* Work instructions
All lines of the material that contain "usize" must be copied out.

* Data section
◆ ◆ ◆ ◆
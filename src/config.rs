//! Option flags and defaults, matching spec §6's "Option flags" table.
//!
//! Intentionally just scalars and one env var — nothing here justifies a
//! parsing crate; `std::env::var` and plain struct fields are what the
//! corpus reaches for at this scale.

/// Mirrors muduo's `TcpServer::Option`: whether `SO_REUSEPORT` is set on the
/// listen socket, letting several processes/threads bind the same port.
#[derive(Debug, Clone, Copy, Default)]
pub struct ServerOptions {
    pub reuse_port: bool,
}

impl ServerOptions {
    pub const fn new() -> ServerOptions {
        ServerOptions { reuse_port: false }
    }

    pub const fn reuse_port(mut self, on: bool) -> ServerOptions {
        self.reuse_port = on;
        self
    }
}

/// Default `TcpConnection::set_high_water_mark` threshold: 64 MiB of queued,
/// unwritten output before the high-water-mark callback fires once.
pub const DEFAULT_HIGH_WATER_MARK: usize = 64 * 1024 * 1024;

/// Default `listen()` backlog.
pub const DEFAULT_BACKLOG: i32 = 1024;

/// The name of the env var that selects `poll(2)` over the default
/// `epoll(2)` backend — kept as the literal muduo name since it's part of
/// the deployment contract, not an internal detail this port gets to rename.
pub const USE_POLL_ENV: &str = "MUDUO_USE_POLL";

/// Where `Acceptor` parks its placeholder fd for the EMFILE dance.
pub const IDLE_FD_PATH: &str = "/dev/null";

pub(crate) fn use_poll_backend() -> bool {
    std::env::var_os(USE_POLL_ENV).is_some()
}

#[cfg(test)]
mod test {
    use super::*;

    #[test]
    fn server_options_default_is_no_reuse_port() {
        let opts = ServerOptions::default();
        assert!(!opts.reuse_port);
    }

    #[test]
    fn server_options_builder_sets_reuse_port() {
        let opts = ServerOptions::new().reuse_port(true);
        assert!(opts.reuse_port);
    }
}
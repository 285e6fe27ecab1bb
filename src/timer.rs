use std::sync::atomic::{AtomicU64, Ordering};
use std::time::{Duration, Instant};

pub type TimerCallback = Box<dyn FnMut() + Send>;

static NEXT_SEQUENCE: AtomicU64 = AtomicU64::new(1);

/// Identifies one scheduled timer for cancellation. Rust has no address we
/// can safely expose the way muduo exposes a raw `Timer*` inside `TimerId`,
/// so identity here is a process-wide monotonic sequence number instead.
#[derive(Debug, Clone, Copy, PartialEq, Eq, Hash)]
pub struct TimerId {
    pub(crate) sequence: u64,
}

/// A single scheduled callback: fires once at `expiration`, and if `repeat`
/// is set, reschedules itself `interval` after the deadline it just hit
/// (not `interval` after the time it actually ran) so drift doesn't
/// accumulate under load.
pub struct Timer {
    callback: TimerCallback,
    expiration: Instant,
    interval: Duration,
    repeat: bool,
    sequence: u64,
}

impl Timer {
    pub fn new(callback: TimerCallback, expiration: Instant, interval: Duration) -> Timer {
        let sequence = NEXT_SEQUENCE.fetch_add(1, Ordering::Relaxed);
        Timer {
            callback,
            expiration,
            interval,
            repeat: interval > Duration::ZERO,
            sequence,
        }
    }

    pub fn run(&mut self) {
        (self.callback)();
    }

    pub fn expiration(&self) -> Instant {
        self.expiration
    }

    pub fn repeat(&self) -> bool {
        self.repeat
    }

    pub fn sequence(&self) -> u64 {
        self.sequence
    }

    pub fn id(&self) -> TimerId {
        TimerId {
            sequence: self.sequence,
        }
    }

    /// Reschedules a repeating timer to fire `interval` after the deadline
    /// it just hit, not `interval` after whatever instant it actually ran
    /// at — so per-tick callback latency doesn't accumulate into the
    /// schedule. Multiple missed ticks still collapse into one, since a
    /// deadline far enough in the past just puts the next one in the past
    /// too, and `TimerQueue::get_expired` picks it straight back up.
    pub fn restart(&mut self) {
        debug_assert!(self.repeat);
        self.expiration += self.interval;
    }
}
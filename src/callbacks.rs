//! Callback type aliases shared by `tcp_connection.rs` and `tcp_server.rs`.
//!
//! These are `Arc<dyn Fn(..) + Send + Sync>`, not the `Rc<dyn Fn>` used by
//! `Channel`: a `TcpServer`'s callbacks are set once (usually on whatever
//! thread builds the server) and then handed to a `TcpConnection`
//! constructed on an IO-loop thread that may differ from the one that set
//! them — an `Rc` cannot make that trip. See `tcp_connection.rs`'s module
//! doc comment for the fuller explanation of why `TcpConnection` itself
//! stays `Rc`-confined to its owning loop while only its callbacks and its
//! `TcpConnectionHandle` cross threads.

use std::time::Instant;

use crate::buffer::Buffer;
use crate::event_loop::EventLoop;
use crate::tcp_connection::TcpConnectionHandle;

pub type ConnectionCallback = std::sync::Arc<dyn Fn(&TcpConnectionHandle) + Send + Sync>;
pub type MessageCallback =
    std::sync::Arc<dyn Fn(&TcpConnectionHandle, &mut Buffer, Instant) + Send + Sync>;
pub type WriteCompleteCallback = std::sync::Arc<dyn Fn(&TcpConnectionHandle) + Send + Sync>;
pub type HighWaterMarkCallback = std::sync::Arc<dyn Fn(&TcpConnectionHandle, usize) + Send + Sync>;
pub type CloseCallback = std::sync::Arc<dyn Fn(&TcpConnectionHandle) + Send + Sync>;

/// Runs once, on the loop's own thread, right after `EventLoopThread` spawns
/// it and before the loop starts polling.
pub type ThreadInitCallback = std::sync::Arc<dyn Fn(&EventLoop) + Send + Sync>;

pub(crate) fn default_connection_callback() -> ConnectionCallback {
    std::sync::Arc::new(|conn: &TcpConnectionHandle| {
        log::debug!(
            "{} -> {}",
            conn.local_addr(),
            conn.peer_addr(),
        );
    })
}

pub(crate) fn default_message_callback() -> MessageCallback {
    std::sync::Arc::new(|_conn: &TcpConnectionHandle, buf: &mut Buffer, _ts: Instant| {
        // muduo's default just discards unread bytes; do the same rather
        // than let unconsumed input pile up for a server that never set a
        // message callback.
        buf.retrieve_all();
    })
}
◆ ◆ ◆ ◆
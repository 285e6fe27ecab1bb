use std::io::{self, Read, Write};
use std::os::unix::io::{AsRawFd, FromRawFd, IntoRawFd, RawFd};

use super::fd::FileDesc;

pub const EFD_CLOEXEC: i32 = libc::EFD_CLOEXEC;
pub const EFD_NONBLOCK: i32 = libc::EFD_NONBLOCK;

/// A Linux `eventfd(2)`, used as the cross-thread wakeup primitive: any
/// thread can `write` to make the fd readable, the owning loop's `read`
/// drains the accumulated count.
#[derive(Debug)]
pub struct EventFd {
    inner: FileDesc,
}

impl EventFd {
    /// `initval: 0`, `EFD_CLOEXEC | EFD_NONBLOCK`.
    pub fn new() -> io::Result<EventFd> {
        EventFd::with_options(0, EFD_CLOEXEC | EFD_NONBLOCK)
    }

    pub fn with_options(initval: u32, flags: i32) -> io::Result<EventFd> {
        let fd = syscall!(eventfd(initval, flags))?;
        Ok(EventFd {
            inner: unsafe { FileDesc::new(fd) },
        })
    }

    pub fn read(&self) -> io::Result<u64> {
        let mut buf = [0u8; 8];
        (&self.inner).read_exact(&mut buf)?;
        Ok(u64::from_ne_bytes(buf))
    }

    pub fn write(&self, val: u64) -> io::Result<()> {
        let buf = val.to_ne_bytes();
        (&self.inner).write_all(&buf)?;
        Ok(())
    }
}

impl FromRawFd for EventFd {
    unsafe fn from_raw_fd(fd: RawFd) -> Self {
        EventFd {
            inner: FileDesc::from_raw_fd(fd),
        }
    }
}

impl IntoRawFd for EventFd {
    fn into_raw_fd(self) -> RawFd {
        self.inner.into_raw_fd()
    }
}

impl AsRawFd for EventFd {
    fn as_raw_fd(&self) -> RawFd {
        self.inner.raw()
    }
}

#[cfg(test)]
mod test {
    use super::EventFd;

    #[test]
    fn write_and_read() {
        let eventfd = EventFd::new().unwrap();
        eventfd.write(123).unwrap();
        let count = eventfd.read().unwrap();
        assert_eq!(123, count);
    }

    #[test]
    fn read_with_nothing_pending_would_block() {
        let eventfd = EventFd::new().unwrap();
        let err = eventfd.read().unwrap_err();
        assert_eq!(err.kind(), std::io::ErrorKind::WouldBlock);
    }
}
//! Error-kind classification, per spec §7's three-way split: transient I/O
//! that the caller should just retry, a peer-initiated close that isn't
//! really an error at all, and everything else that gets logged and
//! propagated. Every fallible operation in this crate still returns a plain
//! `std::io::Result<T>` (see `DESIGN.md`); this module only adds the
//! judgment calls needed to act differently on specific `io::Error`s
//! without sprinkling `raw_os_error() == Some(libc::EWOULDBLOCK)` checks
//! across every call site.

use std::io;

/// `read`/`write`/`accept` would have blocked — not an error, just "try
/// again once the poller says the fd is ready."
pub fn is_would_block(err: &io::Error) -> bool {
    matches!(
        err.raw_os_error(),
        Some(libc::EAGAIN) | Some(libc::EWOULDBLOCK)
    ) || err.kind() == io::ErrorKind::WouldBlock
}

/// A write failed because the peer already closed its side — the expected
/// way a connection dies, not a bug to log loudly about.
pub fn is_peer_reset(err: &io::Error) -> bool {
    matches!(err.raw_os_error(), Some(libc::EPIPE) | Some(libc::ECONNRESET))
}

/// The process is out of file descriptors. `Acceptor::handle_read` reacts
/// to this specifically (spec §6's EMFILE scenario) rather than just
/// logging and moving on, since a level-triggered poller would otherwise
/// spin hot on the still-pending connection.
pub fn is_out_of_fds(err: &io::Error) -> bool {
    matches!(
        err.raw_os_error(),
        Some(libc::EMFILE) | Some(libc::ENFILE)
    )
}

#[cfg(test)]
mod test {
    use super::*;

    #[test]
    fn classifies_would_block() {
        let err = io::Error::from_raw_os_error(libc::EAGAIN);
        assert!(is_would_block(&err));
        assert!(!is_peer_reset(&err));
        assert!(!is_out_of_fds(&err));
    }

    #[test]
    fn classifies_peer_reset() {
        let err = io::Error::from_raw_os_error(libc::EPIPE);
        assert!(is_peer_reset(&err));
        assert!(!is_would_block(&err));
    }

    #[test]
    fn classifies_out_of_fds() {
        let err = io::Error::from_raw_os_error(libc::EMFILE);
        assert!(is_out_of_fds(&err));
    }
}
◆ ◆ ◆ ◆
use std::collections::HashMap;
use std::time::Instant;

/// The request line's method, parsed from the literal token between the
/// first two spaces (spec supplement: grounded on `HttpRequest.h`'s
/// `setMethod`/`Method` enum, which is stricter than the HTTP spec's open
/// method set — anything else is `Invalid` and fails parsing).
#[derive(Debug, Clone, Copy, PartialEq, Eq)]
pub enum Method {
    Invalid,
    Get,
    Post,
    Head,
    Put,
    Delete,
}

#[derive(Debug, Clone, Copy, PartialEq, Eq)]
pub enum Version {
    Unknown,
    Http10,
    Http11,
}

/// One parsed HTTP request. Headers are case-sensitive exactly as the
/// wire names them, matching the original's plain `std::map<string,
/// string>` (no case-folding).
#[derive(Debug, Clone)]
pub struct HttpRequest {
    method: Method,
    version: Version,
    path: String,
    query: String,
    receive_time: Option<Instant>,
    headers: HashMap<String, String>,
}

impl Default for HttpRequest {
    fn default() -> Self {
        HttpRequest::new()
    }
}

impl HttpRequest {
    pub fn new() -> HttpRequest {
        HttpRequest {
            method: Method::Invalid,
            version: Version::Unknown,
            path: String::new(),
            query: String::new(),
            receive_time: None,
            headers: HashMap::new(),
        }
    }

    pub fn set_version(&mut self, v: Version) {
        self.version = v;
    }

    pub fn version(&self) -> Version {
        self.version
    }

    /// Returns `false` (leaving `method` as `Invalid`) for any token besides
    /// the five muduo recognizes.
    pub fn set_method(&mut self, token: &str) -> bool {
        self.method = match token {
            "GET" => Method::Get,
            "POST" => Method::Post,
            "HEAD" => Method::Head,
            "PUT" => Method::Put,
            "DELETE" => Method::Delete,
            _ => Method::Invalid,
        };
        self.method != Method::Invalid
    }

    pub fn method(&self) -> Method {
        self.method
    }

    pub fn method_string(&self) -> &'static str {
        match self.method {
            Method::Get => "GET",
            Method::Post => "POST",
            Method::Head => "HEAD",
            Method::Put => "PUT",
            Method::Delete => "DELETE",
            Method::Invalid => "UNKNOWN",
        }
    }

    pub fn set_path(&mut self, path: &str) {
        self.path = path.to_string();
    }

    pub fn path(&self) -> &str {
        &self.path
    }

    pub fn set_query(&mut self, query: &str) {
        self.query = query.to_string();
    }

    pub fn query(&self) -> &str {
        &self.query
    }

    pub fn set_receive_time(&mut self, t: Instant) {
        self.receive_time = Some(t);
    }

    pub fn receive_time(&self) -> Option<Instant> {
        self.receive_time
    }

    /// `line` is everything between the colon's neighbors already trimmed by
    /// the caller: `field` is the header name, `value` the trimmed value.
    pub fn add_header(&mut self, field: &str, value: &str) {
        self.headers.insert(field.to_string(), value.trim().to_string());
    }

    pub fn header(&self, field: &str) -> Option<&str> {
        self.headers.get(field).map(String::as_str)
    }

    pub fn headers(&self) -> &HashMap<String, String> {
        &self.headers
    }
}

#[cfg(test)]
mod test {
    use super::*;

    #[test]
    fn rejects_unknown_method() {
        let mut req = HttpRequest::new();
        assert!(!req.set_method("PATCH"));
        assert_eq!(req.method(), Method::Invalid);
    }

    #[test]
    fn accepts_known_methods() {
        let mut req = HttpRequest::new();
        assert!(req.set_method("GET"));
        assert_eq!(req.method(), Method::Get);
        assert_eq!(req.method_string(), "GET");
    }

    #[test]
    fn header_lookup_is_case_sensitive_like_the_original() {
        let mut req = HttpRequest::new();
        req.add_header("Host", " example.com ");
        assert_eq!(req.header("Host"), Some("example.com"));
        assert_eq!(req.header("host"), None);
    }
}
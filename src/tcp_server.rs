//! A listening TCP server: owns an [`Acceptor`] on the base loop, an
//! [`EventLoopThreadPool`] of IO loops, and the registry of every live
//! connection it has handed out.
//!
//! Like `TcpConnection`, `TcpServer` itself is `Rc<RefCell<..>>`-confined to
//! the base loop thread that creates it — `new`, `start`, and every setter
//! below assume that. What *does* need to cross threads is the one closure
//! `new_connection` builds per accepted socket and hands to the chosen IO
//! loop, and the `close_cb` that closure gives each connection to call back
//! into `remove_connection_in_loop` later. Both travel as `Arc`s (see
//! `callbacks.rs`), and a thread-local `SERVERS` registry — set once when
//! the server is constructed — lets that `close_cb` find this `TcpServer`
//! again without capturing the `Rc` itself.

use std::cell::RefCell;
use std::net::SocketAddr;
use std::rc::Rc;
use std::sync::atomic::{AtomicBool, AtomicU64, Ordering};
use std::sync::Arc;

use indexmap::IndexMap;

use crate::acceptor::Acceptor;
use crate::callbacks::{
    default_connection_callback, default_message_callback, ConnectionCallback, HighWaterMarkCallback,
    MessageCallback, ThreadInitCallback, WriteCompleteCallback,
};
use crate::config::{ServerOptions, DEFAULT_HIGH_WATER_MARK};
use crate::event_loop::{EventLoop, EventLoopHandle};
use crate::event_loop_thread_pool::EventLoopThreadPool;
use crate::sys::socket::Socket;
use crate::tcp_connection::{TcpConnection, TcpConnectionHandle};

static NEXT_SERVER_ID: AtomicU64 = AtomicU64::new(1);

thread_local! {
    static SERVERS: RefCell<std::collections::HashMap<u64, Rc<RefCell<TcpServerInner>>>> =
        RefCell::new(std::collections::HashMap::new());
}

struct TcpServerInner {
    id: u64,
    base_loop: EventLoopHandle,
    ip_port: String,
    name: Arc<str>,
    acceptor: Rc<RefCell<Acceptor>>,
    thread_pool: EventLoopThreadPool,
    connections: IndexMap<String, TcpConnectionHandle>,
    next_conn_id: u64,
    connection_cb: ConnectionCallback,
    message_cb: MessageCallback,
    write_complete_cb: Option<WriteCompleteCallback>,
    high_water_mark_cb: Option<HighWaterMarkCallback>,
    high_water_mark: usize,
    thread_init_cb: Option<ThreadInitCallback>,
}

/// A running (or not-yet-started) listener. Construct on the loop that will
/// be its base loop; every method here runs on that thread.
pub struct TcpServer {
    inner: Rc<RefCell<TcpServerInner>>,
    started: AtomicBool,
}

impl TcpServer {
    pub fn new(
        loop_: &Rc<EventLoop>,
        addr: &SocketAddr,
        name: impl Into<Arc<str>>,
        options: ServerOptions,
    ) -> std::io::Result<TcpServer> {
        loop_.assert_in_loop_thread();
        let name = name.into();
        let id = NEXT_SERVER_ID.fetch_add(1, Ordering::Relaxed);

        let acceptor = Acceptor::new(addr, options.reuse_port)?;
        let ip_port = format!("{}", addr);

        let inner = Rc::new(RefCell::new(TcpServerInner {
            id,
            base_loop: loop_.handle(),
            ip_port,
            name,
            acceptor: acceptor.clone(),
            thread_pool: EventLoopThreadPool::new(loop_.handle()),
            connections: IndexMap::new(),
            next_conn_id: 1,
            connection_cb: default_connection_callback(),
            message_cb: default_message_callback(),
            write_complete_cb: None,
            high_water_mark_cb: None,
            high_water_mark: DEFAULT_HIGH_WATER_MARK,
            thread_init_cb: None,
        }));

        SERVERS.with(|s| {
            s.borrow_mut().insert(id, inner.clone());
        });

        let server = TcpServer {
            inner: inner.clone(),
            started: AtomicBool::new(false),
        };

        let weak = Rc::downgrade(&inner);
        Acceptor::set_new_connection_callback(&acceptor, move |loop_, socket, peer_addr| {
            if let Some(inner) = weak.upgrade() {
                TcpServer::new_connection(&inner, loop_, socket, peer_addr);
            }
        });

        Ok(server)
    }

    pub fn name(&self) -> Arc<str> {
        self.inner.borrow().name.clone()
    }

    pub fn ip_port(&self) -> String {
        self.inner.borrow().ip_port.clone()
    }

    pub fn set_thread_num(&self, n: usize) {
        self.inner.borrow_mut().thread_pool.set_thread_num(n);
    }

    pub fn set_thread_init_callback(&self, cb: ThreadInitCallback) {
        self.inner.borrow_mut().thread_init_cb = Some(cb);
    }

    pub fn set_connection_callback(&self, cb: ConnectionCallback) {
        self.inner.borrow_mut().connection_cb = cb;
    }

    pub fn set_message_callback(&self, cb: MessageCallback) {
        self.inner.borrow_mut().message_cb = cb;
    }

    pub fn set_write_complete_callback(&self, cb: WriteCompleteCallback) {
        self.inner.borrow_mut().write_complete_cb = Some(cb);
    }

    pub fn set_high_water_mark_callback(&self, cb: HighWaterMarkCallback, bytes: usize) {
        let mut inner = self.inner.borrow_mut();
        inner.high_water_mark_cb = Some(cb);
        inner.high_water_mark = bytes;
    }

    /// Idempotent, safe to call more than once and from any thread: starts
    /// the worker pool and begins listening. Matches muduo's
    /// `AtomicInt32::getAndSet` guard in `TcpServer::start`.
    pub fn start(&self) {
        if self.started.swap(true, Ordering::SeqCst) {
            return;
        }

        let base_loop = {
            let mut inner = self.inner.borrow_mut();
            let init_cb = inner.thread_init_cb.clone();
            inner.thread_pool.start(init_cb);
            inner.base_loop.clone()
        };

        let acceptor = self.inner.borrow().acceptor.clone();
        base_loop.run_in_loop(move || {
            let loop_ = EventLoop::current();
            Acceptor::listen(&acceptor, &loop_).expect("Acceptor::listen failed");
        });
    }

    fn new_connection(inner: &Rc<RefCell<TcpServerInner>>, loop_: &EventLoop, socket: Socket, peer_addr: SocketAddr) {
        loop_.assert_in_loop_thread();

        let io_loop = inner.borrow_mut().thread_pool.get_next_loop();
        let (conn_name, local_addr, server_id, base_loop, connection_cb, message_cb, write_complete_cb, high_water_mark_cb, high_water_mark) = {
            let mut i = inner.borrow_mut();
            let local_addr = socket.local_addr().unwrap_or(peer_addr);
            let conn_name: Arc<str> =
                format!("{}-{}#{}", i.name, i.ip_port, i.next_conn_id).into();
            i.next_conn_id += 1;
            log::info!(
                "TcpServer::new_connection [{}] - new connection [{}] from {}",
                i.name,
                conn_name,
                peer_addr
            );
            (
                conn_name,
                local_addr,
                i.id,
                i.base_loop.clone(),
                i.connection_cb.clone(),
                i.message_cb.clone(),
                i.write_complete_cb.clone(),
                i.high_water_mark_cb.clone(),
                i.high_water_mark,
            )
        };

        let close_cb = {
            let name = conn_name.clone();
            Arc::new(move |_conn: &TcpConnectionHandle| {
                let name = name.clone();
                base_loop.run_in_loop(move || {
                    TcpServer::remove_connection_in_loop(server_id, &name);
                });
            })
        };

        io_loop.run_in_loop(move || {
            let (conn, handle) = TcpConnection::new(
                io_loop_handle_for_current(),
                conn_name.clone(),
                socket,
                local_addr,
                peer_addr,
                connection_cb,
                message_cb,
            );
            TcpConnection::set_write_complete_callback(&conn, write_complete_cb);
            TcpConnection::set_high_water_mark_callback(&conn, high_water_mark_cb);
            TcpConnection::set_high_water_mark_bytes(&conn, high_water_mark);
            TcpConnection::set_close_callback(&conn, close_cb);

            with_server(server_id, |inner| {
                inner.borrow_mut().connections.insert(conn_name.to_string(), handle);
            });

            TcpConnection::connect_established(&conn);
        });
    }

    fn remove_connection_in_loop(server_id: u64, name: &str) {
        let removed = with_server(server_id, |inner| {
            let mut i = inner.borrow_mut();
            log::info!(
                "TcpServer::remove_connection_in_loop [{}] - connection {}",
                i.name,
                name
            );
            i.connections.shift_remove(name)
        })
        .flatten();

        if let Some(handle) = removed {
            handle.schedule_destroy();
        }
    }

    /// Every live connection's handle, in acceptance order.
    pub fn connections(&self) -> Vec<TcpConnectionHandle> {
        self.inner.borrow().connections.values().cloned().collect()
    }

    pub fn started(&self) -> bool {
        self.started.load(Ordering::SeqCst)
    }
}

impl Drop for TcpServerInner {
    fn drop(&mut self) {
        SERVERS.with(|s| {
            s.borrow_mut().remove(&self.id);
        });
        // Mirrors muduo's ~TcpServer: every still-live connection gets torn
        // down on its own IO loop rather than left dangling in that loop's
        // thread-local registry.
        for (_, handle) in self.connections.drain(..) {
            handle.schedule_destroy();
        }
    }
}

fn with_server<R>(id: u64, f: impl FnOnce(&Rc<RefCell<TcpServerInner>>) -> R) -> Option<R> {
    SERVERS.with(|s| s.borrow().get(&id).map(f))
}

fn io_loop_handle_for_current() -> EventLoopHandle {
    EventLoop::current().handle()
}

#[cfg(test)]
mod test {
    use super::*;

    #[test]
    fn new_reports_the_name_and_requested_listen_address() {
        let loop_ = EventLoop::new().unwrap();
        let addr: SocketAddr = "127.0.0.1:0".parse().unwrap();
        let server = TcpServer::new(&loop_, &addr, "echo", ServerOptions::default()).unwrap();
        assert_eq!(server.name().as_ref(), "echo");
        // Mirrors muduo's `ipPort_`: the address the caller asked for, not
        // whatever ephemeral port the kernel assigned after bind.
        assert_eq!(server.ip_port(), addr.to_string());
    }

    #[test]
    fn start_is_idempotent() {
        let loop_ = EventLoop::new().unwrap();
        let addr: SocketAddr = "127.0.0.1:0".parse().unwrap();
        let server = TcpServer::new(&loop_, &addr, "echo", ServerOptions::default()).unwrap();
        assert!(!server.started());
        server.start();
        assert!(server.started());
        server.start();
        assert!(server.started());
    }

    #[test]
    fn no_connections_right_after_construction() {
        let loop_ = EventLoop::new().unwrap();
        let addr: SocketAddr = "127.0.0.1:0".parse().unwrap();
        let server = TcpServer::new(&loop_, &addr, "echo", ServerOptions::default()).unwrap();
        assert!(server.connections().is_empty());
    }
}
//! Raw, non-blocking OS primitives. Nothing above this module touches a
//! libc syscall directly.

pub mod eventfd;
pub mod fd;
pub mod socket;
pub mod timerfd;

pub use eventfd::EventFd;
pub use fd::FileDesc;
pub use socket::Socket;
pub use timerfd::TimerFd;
◆ ◆ ◆ ◆
* Task result
pub const DEFAULT_HIGH_WATER_MARK: usize = 64 * 1024 * 1024;
pub type HighWaterMarkCallback = std::sync::Arc<dyn Fn(&TcpConnectionHandle, usize) + Send + Sync>;
    high_water_mark: usize,
    pub fn set_thread_num(&self, n: usize) {
    pub fn set_high_water_mark_callback(&self, cb: HighWaterMarkCallback, bytes: usize) {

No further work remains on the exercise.